Building a distributed key-value store

Implement the quorum read/write paths, the LSM-tree storage engine, version-vector conflict detection, and Merkle-tree anti-entropy repair.


The write path (quorum + hinted handoff)

A coordinator node sends the write to the N preference-list replicas and waits for W acks:

def put(key, value, ctx):                          # ctx = version vector
    replicas = ring.preference_list(key, N)
    version = ctx.increment(node_id)               # bump this node's counter
    record = Record(value, version, ts=now())
    acks = 0
    for r in replicas:
        if r.alive:
            if r.write(key, record): acks += 1
        else:
            hinted_handoff(r, key, record)         # stash hint on a standby
    if acks >= W: return OK
    raise WriteFailed()                            # < W acks

On each replica, the write first appends to a commit log (durability), then updates the in-memory memtable; the memtable flushes to an immutable SSTable when full.

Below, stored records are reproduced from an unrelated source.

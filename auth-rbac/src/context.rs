use crate::{
    check,
    error::RbacError,
    models::{CheckResponse, Grant, PermissionCheck, Role, RoleId, ALL, MANAGE},
    repository::{fetch_role_graph, RoleRepository},
    resolver::resolve_effective_grants,
};
use auth_identity::{AuthState, IdentityProvider, SessionKey};
use parking_lot::{Mutex, RwLock};
use std::sync::Arc;
use std::time::{Duration, Instant};
use tokio::sync::watch;
use tokio::task::JoinHandle;
use tracing::{debug, info, warn};

/// Tuning for [`AuthorizationContext`]
#[derive(Debug, Clone)]
pub struct ContextSettings {
    pub page_size: u32,
    pub max_roles: usize,
    /// How long a fetched role graph is served without re-reading
    pub stale_after: Duration,
}

impl Default for ContextSettings {
    fn default() -> Self {
        Self {
            page_size: 100,
            max_roles: 10_000,
            stale_after: Duration::from_secs(60),
        }
    }
}

/// What a fetch request ended up doing
#[derive(Debug, Clone, Copy, PartialEq, Eq)]
pub enum FetchOutcome {
    /// A new role graph was stored for the current identity
    Fetched,
    /// The cached graph was still fresh; nothing was read
    Fresh,
    /// The identity changed while the fetch was in flight; the result was dropped
    Discarded,
    /// No identity; cached state was cleared and nothing was read
    Unauthenticated,
}

/// Three-way answer for callers that can wait
#[derive(Debug, Clone, Copy, PartialEq, Eq)]
pub enum AccessDecision {
    Allowed,
    Denied,
    /// Grants are not resolved yet (loading, or the role store failed)
    Pending,
}

/// Pick the role the identity acts as: the explicit role id when present,
/// else the role whose name equals the identity's role name.
pub fn resolve_identity_role(identity: &AuthState, roles: &[Role]) -> Option<RoleId> {
    if let Some(role_id) = identity.role_id() {
        return Some(RoleId::from(role_id));
    }
    let name = identity.role_name()?;
    roles
        .iter()
        .find(|role| role.name == name)
        .map(|role| role.id.clone())
}

struct RoleSnapshot {
    session: SessionKey,
    roles: Arc<Vec<Role>>,
    fetched_at: Instant,
    generation: u64,
    invalidated: bool,
}

#[derive(Default)]
struct ContextState {
    snapshot: Option<RoleSnapshot>,
    error: Option<(SessionKey, String)>,
    generation: u64,
}

struct Derived {
    session: SessionKey,
    role_id: Option<RoleId>,
    generation: u64,
    grants: Arc<[Grant]>,
}

/// Binds grant resolution to the live identity and a cached copy of the role
/// graph.
///
/// The repository and identity source are injected; the context never reaches
/// for shared globals. Only one fetch runs at a time, and a fetch started for
/// one identity never feeds grants to another.
pub struct AuthorizationContext {
    repository: Arc<dyn RoleRepository>,
    identity: Arc<dyn IdentityProvider>,
    settings: ContextSettings,
    state: RwLock<ContextState>,
    derived: Mutex<Option<Derived>>,
    fetch_gate: tokio::sync::Mutex<()>,
}

impl AuthorizationContext {
    pub fn new(
        repository: Arc<dyn RoleRepository>,
        identity: Arc<dyn IdentityProvider>,
        settings: ContextSettings,
    ) -> Self {
        Self {
            repository,
            identity,
            settings,
            state: RwLock::new(ContextState::default()),
            derived: Mutex::new(None),
            fetch_gate: tokio::sync::Mutex::new(()),
        }
    }

    pub fn identity(&self) -> AuthState {
        self.identity.current_identity()
    }

    pub fn settings(&self) -> &ContextSettings {
        &self.settings
    }

    /// Fetch the role graph unless a fresh copy for the current identity exists
    pub async fn ensure_fresh(&self) -> Result<FetchOutcome, RbacError> {
        let Some(session) = self.identity.current_identity().session_key() else {
            self.clear();
            return Ok(FetchOutcome::Unauthenticated);
        };
        if self.is_fresh(&session) {
            return Ok(FetchOutcome::Fresh);
        }

        let _gate = self.fetch_gate.lock().await;
        if self.is_fresh(&session) {
            return Ok(FetchOutcome::Fresh);
        }
        self.fetch_locked().await
    }

    /// Re-read the role graph regardless of freshness
    pub async fn refresh(&self) -> Result<FetchOutcome, RbacError> {
        let _gate = self.fetch_gate.lock().await;
        self.fetch_locked().await
    }

    /// Track identity changes from a session: sign-in prefetches the role
    /// graph, sign-out drops cached state. Ends when the sender is dropped.
    pub fn follow_identity(self: Arc<Self>, mut changes: watch::Receiver<AuthState>) -> JoinHandle<()> {
        tokio::spawn(async move {
            while changes.changed().await.is_ok() {
                match self.ensure_fresh().await {
                    Ok(outcome) => debug!(?outcome, "Followed identity change"),
                    Err(err) => warn!(error = %err, "Role graph prefetch failed"),
                }
            }
        })
    }

    /// Mark the cached graph stale after a role mutation; it keeps serving
    /// until the next fetch replaces it
    pub fn invalidate(&self) {
        if let Some(snapshot) = self.state.write().snapshot.as_mut() {
            snapshot.invalidated = true;
            debug!("Role graph invalidated");
        }
    }

    /// Role graph cached for the current identity
    pub fn roles(&self) -> Option<Arc<Vec<Role>>> {
        let session = self.identity.current_identity().session_key()?;
        let state = self.state.read();
        state
            .snapshot
            .as_ref()
            .filter(|snapshot| snapshot.session == session)
            .map(|snapshot| Arc::clone(&snapshot.roles))
    }

    /// Authorization view for the current identity
    pub fn snapshot(&self) -> AuthorizationSnapshot {
        let identity = self.identity.current_identity();
        let is_fetching = self.fetch_gate.try_lock().is_err();

        let Some(session) = identity.session_key() else {
            return AuthorizationSnapshot {
                is_fetching,
                ..AuthorizationSnapshot::unauthenticated()
            };
        };

        let state = self.state.read();
        let error = state
            .error
            .as_ref()
            .filter(|(key, _)| *key == session)
            .map(|(_, message)| message.clone());
        let cached = state
            .snapshot
            .as_ref()
            .filter(|snapshot| snapshot.session == session)
            .map(|snapshot| (Arc::clone(&snapshot.roles), snapshot.generation));
        drop(state);

        let Some((roles, generation)) = cached else {
            return AuthorizationSnapshot {
                is_loading: error.is_none(),
                is_error: error.is_some(),
                is_fetching,
                error,
                ..AuthorizationSnapshot::loading()
            };
        };

        let role_id = resolve_identity_role(&identity, &roles);
        let grants = self.effective_grants(&session, role_id.as_ref(), generation, &roles);
        let current_role = role_id
            .as_ref()
            .and_then(|id| roles.iter().find(|role| role.id == *id))
            .cloned();

        AuthorizationSnapshot {
            role_id,
            current_role,
            grants,
            is_loading: false,
            is_error: error.is_some(),
            is_fetching,
            is_authenticated: true,
            error,
        }
    }

    pub fn can(&self, action: &str, subject: &str) -> bool {
        self.snapshot().can(action, subject)
    }

    pub fn is_admin_or_super_admin(&self) -> bool {
        self.snapshot().is_admin_or_super_admin()
    }

    /// A failed fetch for this identity is never fresh, so the next call retries
    fn is_fresh(&self, session: &SessionKey) -> bool {
        let state = self.state.read();
        if state.error.as_ref().is_some_and(|(key, _)| key == session) {
            return false;
        }
        state.snapshot.as_ref().is_some_and(|snapshot| {
            snapshot.session == *session
                && !snapshot.invalidated
                && snapshot.fetched_at.elapsed() < self.settings.stale_after
        })
    }

    fn clear(&self) {
        let mut state = self.state.write();
        state.snapshot = None;
        state.error = None;
        *self.derived.lock() = None;
    }

    /// Caller holds the fetch gate
    async fn fetch_locked(&self) -> Result<FetchOutcome, RbacError> {
        let Some(session) = self.identity.current_identity().session_key() else {
            self.clear();
            return Ok(FetchOutcome::Unauthenticated);
        };

        debug!(session = %session, "Fetching role graph");
        let result = fetch_role_graph(
            self.repository.as_ref(),
            self.settings.page_size,
            self.settings.max_roles,
        )
        .await;

        if self.identity.current_identity().session_key().as_ref() != Some(&session) {
            info!(session = %session, "Identity changed during role graph fetch, discarding result");
            return Ok(FetchOutcome::Discarded);
        }

        let mut state = self.state.write();
        match result {
            Ok(roles) => {
                state.generation = state.generation.wrapping_add(1);
                debug!(roles = roles.len(), generation = state.generation, "Role graph stored");
                state.snapshot = Some(RoleSnapshot {
                    session,
                    roles: Arc::new(roles),
                    fetched_at: Instant::now(),
                    generation: state.generation,
                    invalidated: false,
                });
                state.error = None;
                Ok(FetchOutcome::Fetched)
            }
            Err(err) => {
                warn!(error = %err, "Role graph fetch failed");
                state.error = Some((session, err.to_string()));
                Err(err)
            }
        }
    }

    fn effective_grants(
        &self,
        session: &SessionKey,
        role_id: Option<&RoleId>,
        generation: u64,
        roles: &[Role],
    ) -> Arc<[Grant]> {
        let mut derived = self.derived.lock();
        if let Some(cached) = derived.as_ref() {
            if cached.session == *session
                && cached.generation == generation
                && cached.role_id.as_ref() == role_id
            {
                return Arc::clone(&cached.grants);
            }
        }

        let grants: Arc<[Grant]> = resolve_effective_grants(role_id, roles).into();
        *derived = Some(Derived {
            session: session.clone(),
            role_id: role_id.cloned(),
            generation,
            grants: Arc::clone(&grants),
        });
        grants
    }
}

/// Point-in-time authorization state for one identity.
///
/// `can` fails closed: it is `false` whenever grants are not resolved.
/// Use [`decide`](Self::decide) to tell "not yet" from "no".
#[derive(Debug, Clone)]
pub struct AuthorizationSnapshot {
    pub role_id: Option<RoleId>,
    pub current_role: Option<Role>,
    grants: Arc<[Grant]>,
    pub is_loading: bool,
    pub is_error: bool,
    pub is_fetching: bool,
    pub is_authenticated: bool,
    pub error: Option<String>,
}

impl AuthorizationSnapshot {
    pub fn unauthenticated() -> Self {
        Self {
            role_id: None,
            current_role: None,
            grants: Arc::from(Vec::new()),
            is_loading: false,
            is_error: false,
            is_fetching: false,
            is_authenticated: false,
            error: None,
        }
    }

    /// Authenticated, role graph not read yet
    pub fn loading() -> Self {
        Self {
            is_loading: true,
            is_authenticated: true,
            ..Self::unauthenticated()
        }
    }

    /// Authenticated, role graph read failed
    pub fn failed(message: &str) -> Self {
        Self {
            is_error: true,
            is_authenticated: true,
            error: Some(message.to_string()),
            ..Self::unauthenticated()
        }
    }

    /// Authenticated with a resolved grant set
    pub fn resolved(role_id: Option<RoleId>, grants: Vec<Grant>) -> Self {
        Self {
            role_id,
            grants: grants.into(),
            is_authenticated: true,
            ..Self::unauthenticated()
        }
    }

    pub fn grants(&self) -> &[Grant] {
        &self.grants
    }

    /// Grants are usable for decisions
    pub fn is_resolved(&self) -> bool {
        self.is_authenticated && !self.is_loading && !self.is_error
    }

    pub fn can(&self, action: &str, subject: &str) -> bool {
        self.is_resolved() && check::can_with_grants(&self.grants, action, subject)
    }

    pub fn decide(&self, action: &str, subject: &str) -> AccessDecision {
        if !self.is_authenticated {
            AccessDecision::Denied
        } else if !self.is_resolved() {
            AccessDecision::Pending
        } else if check::can_with_grants(&self.grants, action, subject) {
            AccessDecision::Allowed
        } else {
            AccessDecision::Denied
        }
    }

    pub fn is_admin_or_super_admin(&self) -> bool {
        self.can(MANAGE, ALL)
    }

    pub fn batch_check(&self, checks: &[PermissionCheck]) -> Vec<CheckResponse> {
        if !self.is_resolved() {
            return checks
                .iter()
                .map(|_| CheckResponse {
                    allowed: false,
                    matched_grant: None,
                })
                .collect();
        }
        check::batch_check(&self.grants, checks)
    }
}
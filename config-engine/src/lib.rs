//! Configuration management for SignHex access control
//!
//! Configuration is layered, later sources overriding earlier ones:
//!
//! 1. Built-in defaults ([`SignHexConfig::default`])
//! 2. An optional YAML file (`signhex.yaml` unless told otherwise)
//! 3. `SIGNHEX_` environment variables, `__` separating nested keys
//!    (`SIGNHEX_ROLE_STORE__BASE_URL`, `SIGNHEX_AUTHORIZATION__MAX_ROLES`)
//!
//! # Example
//!
//! ```rust,no_run
//! use config_engine::ConfigLoader;
//!
//! let config = ConfigLoader::new()
//!     .with_file("signhex.yaml")
//!     .load()?;
//! println!("role store at {}", config.role_store.base_url);
//! # Ok::<(), config_engine::ConfigError>(())
//! ```
//!
//! ```yaml
//! role_store:
//!   base_url: "https://cms.example.com/api"
//!   request_timeout_secs: 10
//!   page_size: 100
//! authorization:
//!   stale_after_secs: 60
//!   max_roles: 10000
//! logging:
//!   level: info
//!   format: json
//! ```

pub mod settings;
pub mod loader;
pub mod validation;
pub mod error;

pub use settings::*;
pub use loader::*;
pub use error::*;
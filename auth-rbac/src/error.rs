use crate::models::RoleId;
use thiserror::Error;

#[derive(Error, Debug)]
pub enum RbacError {
    #[error("Role not found: {0}")]
    RoleNotFound(RoleId),

    #[error("Invalid role: {0}")]
    InvalidRole(String),

    #[error("Role graph has more than {limit} roles (fetched {fetched}); refusing to resolve a truncated graph")]
    RoleGraphTooLarge { fetched: usize, limit: usize },

    #[error("Role store stopped after {fetched} of {total} roles; refusing to resolve a truncated graph")]
    IncompleteRoleGraph { fetched: usize, total: u64 },

    #[error("Role store error: {0}")]
    RoleStoreError(String),

    #[error("Role store transport error: {0}")]
    TransportError(String),

    #[error("Role store returned an unreadable body: {0}")]
    DecodeError(String),
}

impl From<RbacError> for error_common::SignHexError {
    fn from(err: RbacError) -> Self {
        match err {
            RbacError::RoleNotFound(id) => Self::RoleNotFound(id.to_string()),
            RbacError::InvalidRole(msg) => Self::ValidationError(msg),
            RbacError::TransportError(msg) => Self::NetworkError(msg),
            other => Self::RoleStoreError(other.to_string()),
        }
    }
}

pub type Result<T> = std::result::Result<T, RbacError>;
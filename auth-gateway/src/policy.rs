use crate::error::{GatewayError, Result};
use auth_rbac::PermissionCheck;
use serde::{Deserialize, Serialize};

/// How a policy's required pairs combine
#[derive(Debug, Clone, Copy, Default, PartialEq, Eq, Serialize, Deserialize)]
#[serde(rename_all = "lowercase")]
pub enum RequirementMode {
    /// One passing pair is enough
    #[default]
    Any,
    All,
}

/// Access rule for one guarded console region
#[derive(Debug, Clone, Default, PartialEq, Eq, Serialize, Deserialize)]
pub struct GuardPolicy {
    /// Literal role names admitted without waiting on grant resolution
    #[serde(default)]
    pub allowed_roles: Vec<String>,
    #[serde(default)]
    pub required: Vec<PermissionCheck>,
    #[serde(default)]
    pub mode: RequirementMode,
}

impl GuardPolicy {
    pub fn new() -> Self {
        Self::default()
    }

    pub fn allow_role(mut self, name: &str) -> Self {
        self.allowed_roles.push(name.to_string());
        self
    }

    pub fn require(mut self, action: &str, subject: &str) -> Self {
        self.required.push(PermissionCheck::new(action, subject));
        self
    }

    pub fn require_all(mut self) -> Self {
        self.mode = RequirementMode::All;
        self
    }

    pub fn admits_role(&self, role_name: Option<&str>) -> bool {
        role_name.is_some_and(|name| self.allowed_roles.iter().any(|allowed| allowed == name))
    }

    /// Combine per-pair answers according to `mode`
    pub fn is_satisfied_by(&self, mut can: impl FnMut(&str, &str) -> bool) -> bool {
        match self.mode {
            RequirementMode::Any => self.required.iter().any(|c| can(&c.action, &c.subject)),
            RequirementMode::All => self.required.iter().all(|c| can(&c.action, &c.subject)),
        }
    }
}

#[derive(Debug, Clone, PartialEq, Eq, Serialize, Deserialize)]
pub struct RouteRule {
    pub prefix: String,
    #[serde(flatten)]
    pub policy: GuardPolicy,
}

/// Console routes mapped to guard policies, matched by longest path prefix
///
/// ```yaml
/// routes:
///   - prefix: /emergency
///     allowed_roles: [Super Admin]
///     required:
///       - { action: publish, subject: emergency }
/// ```
#[derive(Debug, Clone, Default, PartialEq, Eq, Serialize, Deserialize)]
pub struct RouteTable {
    #[serde(default)]
    pub routes: Vec<RouteRule>,
}

impl RouteTable {
    pub fn new() -> Self {
        Self::default()
    }

    pub fn route(mut self, prefix: &str, policy: GuardPolicy) -> Self {
        self.routes.push(RouteRule {
            prefix: prefix.to_string(),
            policy,
        });
        self
    }

    pub fn from_yaml_str(source: &str) -> Result<Self> {
        let table: Self = serde_yaml::from_str(source)
            .map_err(|e| GatewayError::InvalidRouteTable(e.to_string()))?;
        if let Some(bad) = table.routes.iter().find(|r| !r.prefix.starts_with('/')) {
            return Err(GatewayError::InvalidRouteTable(format!(
                "prefix '{}' must start with '/'",
                bad.prefix
            )));
        }
        Ok(table)
    }

    /// Policy of the most specific route covering `path`
    pub fn policy_for(&self, path: &str) -> Option<&GuardPolicy> {
        self.routes
            .iter()
            .filter(|rule| covers(&rule.prefix, path))
            .max_by_key(|rule| rule.prefix.trim_end_matches('/').len())
            .map(|rule| &rule.policy)
    }
}

/// Prefix match on path segment boundaries
fn covers(prefix: &str, path: &str) -> bool {
    let prefix = prefix.trim_end_matches('/');
    if prefix.is_empty() {
        return true;
    }
    path.strip_prefix(prefix)
        .is_some_and(|rest| rest.is_empty() || rest.starts_with('/') || rest.starts_with('?'))
}
//! HTTP role store against a mock CMS

use auth_identity::{AuthState, AuthUser};
use auth_rbac::*;
use mockito::{Matcher, Server};
use serde_json::json;
use std::sync::Arc;
use std::time::Duration;

fn identity(token: Option<&str>) -> Arc<AuthState> {
    Arc::new(AuthState::new(
        token.map(str::to_string),
        Some(AuthUser::new("u-1").with_role_id("r-editor")),
    ))
}

fn repository(server: &Server, token: Option<&str>) -> HttpRoleRepository {
    HttpRoleRepository::new(
        &format!("{}/api", server.url()),
        Duration::from_secs(5),
        identity(token),
    )
    .unwrap()
}

fn page_query(page: u32, limit: u32) -> Matcher {
    Matcher::AllOf(vec![
        Matcher::UrlEncoded("page".into(), page.to_string()),
        Matcher::UrlEncoded("limit".into(), limit.to_string()),
    ])
}

#[tokio::test]
async fn test_list_roles_sends_bearer_token() {
    let mut server = Server::new_async().await;
    let mock = server
        .mock("GET", "/api/v1/roles")
        .match_query(page_query(1, 50))
        .match_header("authorization", "Bearer tok-123")
        .with_status(200)
        .with_header("content-type", "application/json")
        .with_body(
            json!({
                "items": [
                    { "id": "r-editor", "name": "Editor", "permissions": { "grants": [{ "action": "update", "subject": "screen" }], "inherits": ["r-viewer"] } }
                ],
                "total": 1,
                "page": 1,
                "limit": 50
            })
            .to_string(),
        )
        .create_async()
        .await;

    let page = repository(&server, Some("tok-123"))
        .list_roles(&RoleListParams::page(1, 50))
        .await
        .unwrap();

    mock.assert_async().await;
    assert_eq!(page.total, Some(1));
    assert_eq!(page.items[0].inherits(), &[RoleId::from("r-viewer")]);
}

#[tokio::test]
async fn test_list_roles_passes_search() {
    let mut server = Server::new_async().await;
    let mock = server
        .mock("GET", "/api/v1/roles")
        .match_query(Matcher::UrlEncoded("search".into(), "admin".into()))
        .with_status(200)
        .with_body(r#"{"items":[],"total":0}"#)
        .create_async()
        .await;

    let page = repository(&server, None)
        .list_roles(&RoleListParams::page(1, 10).with_search("admin"))
        .await
        .unwrap();

    mock.assert_async().await;
    assert!(page.items.is_empty());
}

#[tokio::test]
async fn test_anonymous_requests_carry_no_authorization() {
    let mut server = Server::new_async().await;
    let mock = server
        .mock("GET", "/api/v1/roles/r-1")
        .match_header("authorization", Matcher::Missing)
        .with_status(200)
        .with_body(r#"{"id":"r-1","name":"Viewer","permissions":null}"#)
        .create_async()
        .await;

    let role = repository(&server, None)
        .get_role_by_id(&RoleId::from("r-1"))
        .await
        .unwrap();

    mock.assert_async().await;
    assert!(role.grants().is_empty());
}

#[tokio::test]
async fn test_fetch_role_graph_follows_pages() {
    let mut server = Server::new_async().await;
    let first = server
        .mock("GET", "/api/v1/roles")
        .match_query(page_query(1, 2))
        .with_status(200)
        .with_body(
            json!({
                "items": [
                    { "id": "a", "name": "A", "permissions": { "grants": [], "inherits": ["c"] } },
                    { "id": "b", "name": "B" }
                ],
                "total": 3
            })
            .to_string(),
        )
        .create_async()
        .await;
    let second = server
        .mock("GET", "/api/v1/roles")
        .match_query(page_query(2, 2))
        .with_status(200)
        .with_body(
            json!({
                "items": [
                    { "id": "c", "name": "C", "permissions": { "grants": [{ "action": "read", "subject": "media" }] } }
                ],
                "total": 3
            })
            .to_string(),
        )
        .create_async()
        .await;

    let repo = repository(&server, Some("tok"));
    let roles = fetch_role_graph(&repo, 2, 100).await.unwrap();

    first.assert_async().await;
    second.assert_async().await;
    assert_eq!(roles.len(), 3);

    // A role on page one inheriting a role from page two still resolves
    let grants = resolve_effective_grants(Some(&RoleId::from("a")), &roles);
    assert_eq!(grants, vec![Grant::new("read", "media")]);
}

#[tokio::test]
async fn test_missing_role_maps_to_not_found() {
    let mut server = Server::new_async().await;
    let _missing = server
        .mock("GET", "/api/v1/roles/ghost")
        .with_status(404)
        .create_async()
        .await;

    let result = repository(&server, Some("tok"))
        .get_role_by_id(&RoleId::from("ghost"))
        .await;
    assert!(matches!(result, Err(RbacError::RoleNotFound(id)) if id.as_str() == "ghost"));
}

#[tokio::test]
async fn test_server_error_and_bad_body() {
    let mut server = Server::new_async().await;
    let _unavailable = server
        .mock("GET", "/api/v1/roles")
        .match_query(page_query(1, 100))
        .with_status(503)
        .with_body("maintenance")
        .create_async()
        .await;
    let _html = server
        .mock("GET", "/api/v1/roles/r-1")
        .with_status(200)
        .with_body("<html>login</html>")
        .create_async()
        .await;

    let repo = repository(&server, Some("tok"));
    assert!(matches!(
        repo.list_roles(&RoleListParams::default()).await,
        Err(RbacError::RoleStoreError(msg)) if msg.contains("503")
    ));
    assert!(matches!(
        repo.get_role_by_id(&RoleId::from("r-1")).await,
        Err(RbacError::DecodeError(_))
    ));
}

#[tokio::test]
async fn test_role_mutations() {
    let mut server = Server::new_async().await;
    let create = server
        .mock("POST", "/api/v1/roles")
        .match_body(Matcher::PartialJson(json!({
            "name": "Scheduler",
            "permissions": { "grants": [{ "action": "update", "subject": "schedule" }], "inherits": [] }
        })))
        .with_status(201)
        .with_body(r#"{"id":"r-new","name":"Scheduler","permissions":{"grants":[{"action":"update","subject":"schedule"}],"inherits":[]}}"#)
        .create_async()
        .await;
    let update = server
        .mock("PUT", "/api/v1/roles/r-new")
        .with_status(200)
        .with_body(r#"{"id":"r-new","name":"Scheduler 2"}"#)
        .create_async()
        .await;
    let delete = server
        .mock("DELETE", "/api/v1/roles/r-new")
        .with_status(204)
        .create_async()
        .await;

    let repo = repository(&server, Some("tok"));
    let created = repo
        .create_role(RoleDraft::new("Scheduler").with_grant("update", "schedule"))
        .await
        .unwrap();
    assert_eq!(created.id, RoleId::from("r-new"));

    let updated = repo
        .update_role(&created.id, RoleDraft::new("Scheduler 2"))
        .await
        .unwrap();
    assert_eq!(updated.name, "Scheduler 2");

    repo.delete_role(&created.id).await.unwrap();

    create.assert_async().await;
    update.assert_async().await;
    delete.assert_async().await;
}

#[tokio::test]
async fn test_unreachable_store_is_transport_error() {
    let repo = HttpRoleRepository::new(
        "http://127.0.0.1:9/api",
        Duration::from_millis(500),
        identity(Some("tok")),
    )
    .unwrap();

    assert!(matches!(
        repo.list_roles(&RoleListParams::default()).await,
        Err(RbacError::TransportError(_))
    ));
}

#[test]
fn test_rejects_malformed_base_url() {
    assert!(HttpRoleRepository::new("not a url", Duration::from_secs(1), identity(None)).is_err());
}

The read path (quorum + read repair)

def get(key):
    replicas = ring.preference_list(key, N)
    responses = [r.read(key) for r in replicas[:R_plus] if r.alive]
    wait_for(R, responses)                         # need R responses
    newest = resolve(responses)                    # by version vector
    if divergent(responses):
        async_read_repair(key, newest, replicas)   # fix stale replicas in bg
    return newest

The LSM storage engine

Per-node storage tuned for writes:

  • Memtable — sorted in-memory structure; writes go here (fast).
  • Commit log — append-only WAL written before the memtable, so a crash replays.
  • SSTables — when the memtable fills, flush it to an immutable sorted file on disk. Reads check memtable → SSTables newest-first.
  • Bloom filter per SSTable — skip files that definitely lack the key (Chapter 2), so a read miss doesn’t scan every file.
  • Compaction — merge SSTables in the background to reclaim space and drop tombstones (deleted keys).

This is why these stores excel at writes: every write is a sequential append, never a random in-place update.

Conflict detection with version vectors

A version vector is a map node_id → counter. Compare two versions:

def compare(a, b):
    a_dom = all(a[n] >= b.get(n,0) for n in a) and a != b
    b_dom = all(b[n] >= a.get(n,0) for n in b) and a != b
    if a_dom: return "a_newer"
    if b_dom: return "b_newer"
    return "concurrent"        # conflict → merge or return siblings to the app

concurrent means neither causally precedes the other → a genuine conflict the application (or a CRDT merge) must reconcile. Last-write-wins instead picks the higher timestamp — simpler, but silently discards one write.

Anti-entropy with Merkle trees

Replicas drift (missed writes, hinted handoffs not yet delivered). Each replica builds a Merkle tree over its key ranges; two replicas compare root hashes, and only descend into subtrees that differ — so they find divergent keys with minimal data transfer, then sync just those. (Chapter 2’s checksums/Merkle idea.)

Membership and failure detection

Nodes run a gossip protocol to share membership and a phi-accrual-style failure detector (adaptive heartbeats, Chapter 2) so the ring stays current as nodes join, leave, or die — and hinted handoffs know where to deliver.

Failure handling

  • Replica down on write → hinted handoff keeps the write available; delivered on recovery.
  • Stale read → read repair + anti-entropy converge replicas.
  • Coordinator down → any node can coordinate; the client retries another.
  • Datacenter loss → replicas on other DCs serve; quorum tuned to survive it.

The takeaway

Concrete signals: quorum W/R/N writes and reads, commit-log + LSM storage with Bloom filters and compaction, version vectors for conflicts, hinted handoff + read repair + Merkle anti-entropy for availability and convergence, and gossip membership. This durable, leaderless store is the backbone many later systems shard their data onto.